Morgan Stanley Fund: The conditions for a bull market in A-shares have begun to take shape. Pay close attention to changes in company fundamentals in the future.
13/11/2024
GMT Eight
The Morgan Stanley fund stated in a publication that since the introduction of the "924" policy combination, the A-share market has completed an amazing turnaround, quickly rebounding from the previous period of volatility and correction. In just 6 trading days, the Shanghai Composite Index has risen by over 20%, the Shenzhen Component Index has risen by over 40%, and the ChiNext Index has risen by over 66%. With the return of market confidence, the medium to long-term trend of A shares is also expected to return to an upward trend. The bank believes that in this fast rising market, the future market evolution needs to focus on several conditions, with a short-term focus on the inflow of incremental funds and a medium to long-term focus on the improvement of corporate fundamentals.
Reviewing history, since the millennium, there have been a total of 3 significant bull markets in the A-share market. In each of these bull markets, there have been similar situations, namely "positive policies + incremental funds + improvement in performance", which together affect short- and long-term expectations and form the basic conditions for the market trend.
The data source is Wind; the time period is 2000.1.7-2024.10.18; the target index is the Shanghai Composite Index. The three bull markets have all been set based on the period's temporary low and high points, with specific times being: 2005/6/6-2007/10/16; 2012/12/4-2015/6/12; and 2019/1/4-2021/12/13. Past market performance does not represent future performance.
Each bull market has been supported by various factors, and summarizing the core elements, there are several key points:
In the first bull market, it was mainly driven by the start and implementation of the equity division reform + the anticipation of RMB appreciation leading to an increase in domestic liquidity.
For the second bull market, it was mainly driven by the ChiNext Reform + the rise of the internet economy + the entry of leverage incremental funds.
For the third bull market, it was mainly driven by overseas quantitative easing + the rise of the new energy industry + strong demand for domestic alternatives in the technology sector.
For this current bull market, the first two conditions are already in place: (1) the clear attitude of the "924" policy combination, (2) the return of market confidence leading to capital inflow.

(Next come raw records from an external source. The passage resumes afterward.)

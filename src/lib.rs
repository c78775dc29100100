//! # Biblio Resolver
//!
//! Resolves book metadata by ISBN or free-text keyword across a fixed set of
//! sources: regional storefront pages scraped through a disguised HTTP client,
//! and the Google Books API as a structured fallback.
//!
//! ## Architecture
//!
//! The library is organized into several modules:
//!
//! - [`models`]: Core data structures (BookRecord, AdapterOutcome, resolution reports)
//! - [`sources`]: Source adapters behind the [`Source`] trait, plus the registry
//! - [`resolver`]: The ISBN fallback chain and the keyword fan-out
//! - [`utils`]: Disguised fetch client, normalization, ISBN helpers, deduplication
//! - [`config`]: Configuration management
//!
//! ## Example
//!
//! ```no_run
//! use biblio_resolver::{config::get_config, Resolver};
//!
//! # async fn run() -> Result<(), Box<dyn std::error::Error>> {
//! let resolver = Resolver::from_config(&get_config())?;
//!
//! let record = resolver.resolve_isbn("978-986-479-166-8").await?;
//! if record.found {
//!     println!("{} / {}", record.title, record.author);
//! }
//!
//! for candidate in resolver.search_keyword("三體").await? {
//!     println!("{} ({})", candidate.title, candidate.source.map(|s| s.to_string()).unwrap_or_default());
//! }
//! # Ok(())
//! # }
//! ```

pub mod config;
pub mod models;
pub mod resolver;
pub mod sources;
pub mod utils;

// Re-export commonly used types
pub use models::{AdapterOutcome, BookRecord, IsbnResolution, KeywordSearch, SourceKind};
pub use resolver::{Resolver, ResolverError, ResolverSettings};
pub use sources::{Source, SourceError, SourceRegistry};

/// Library version
pub const VERSION: &str = env!("CARGO_PKG_VERSION");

The improvement in corporate fundamentals has a certain lag and requires continuous observation.
Who led the bull market in the past?
Looking at historical data, the leading industries of each bull market have changed, indicating the changing focus industries of China's economic development. Initially, the cyclical industries with heavy assets such as real estate and non-ferrous metals were the main drivers; then came the rapid development of the internet, with the computer and media industries leading; followed by major breakthroughs in the new energy industry and strong demand for domestic alternatives in the technology industry.
In general, the industries leading the bull market in each period were basically the focus of economic development at that time, or areas directly stimulated by favorable policies.
Based on data from Wind; the time period is 2000.1.7-2024.10.18; the target index is the Shenzhen Stock Exchange Industry Classification. The three bull markets have all been set based on the period's temporary low and high points, with specific times being: 2005/6/6-2007/10/16; 2012/12/4-2015/6/12; and 2019/1/4-2021/12/13. Past market performance does not represent future performance.
How do fund managers view the future market?
In the latest quarterly report, the Director of Quantitative Investments Department of Morgan Stanley Fund, and the fund manager of Morgan Stanley Quantitative Multi-Strategy Stocks, Yu Bin, stated:
"I am inclined to believe that the price correction of Chinese assets will be completed in stages. In September, the Fed initiated interest rate cuts, providing an important policy window for stabilizing asset prices in China.
Under the current low inflation and social stability, the second phase of asset price recovery will be ushered in. The final stage of price recovery is a systematic revaluation of Chinese assets. The premise of revaluation is the proper handling of the debt issues of some economic participants, making it possible to enter a new credit expansion cycle.
At that time, emerging industries represented by new quality productivity and traditional industries with scarcity will undergo a systematic revaluation."
In summary, the "darkest moment" has passed, and after experiencing rapid growth, the market may enter a stage of increased volatility and polarization. At this time, it is not advisable to act rashly, chase gains or cut losses, as not only will valuable opportunities may be missed, but losses may also occur.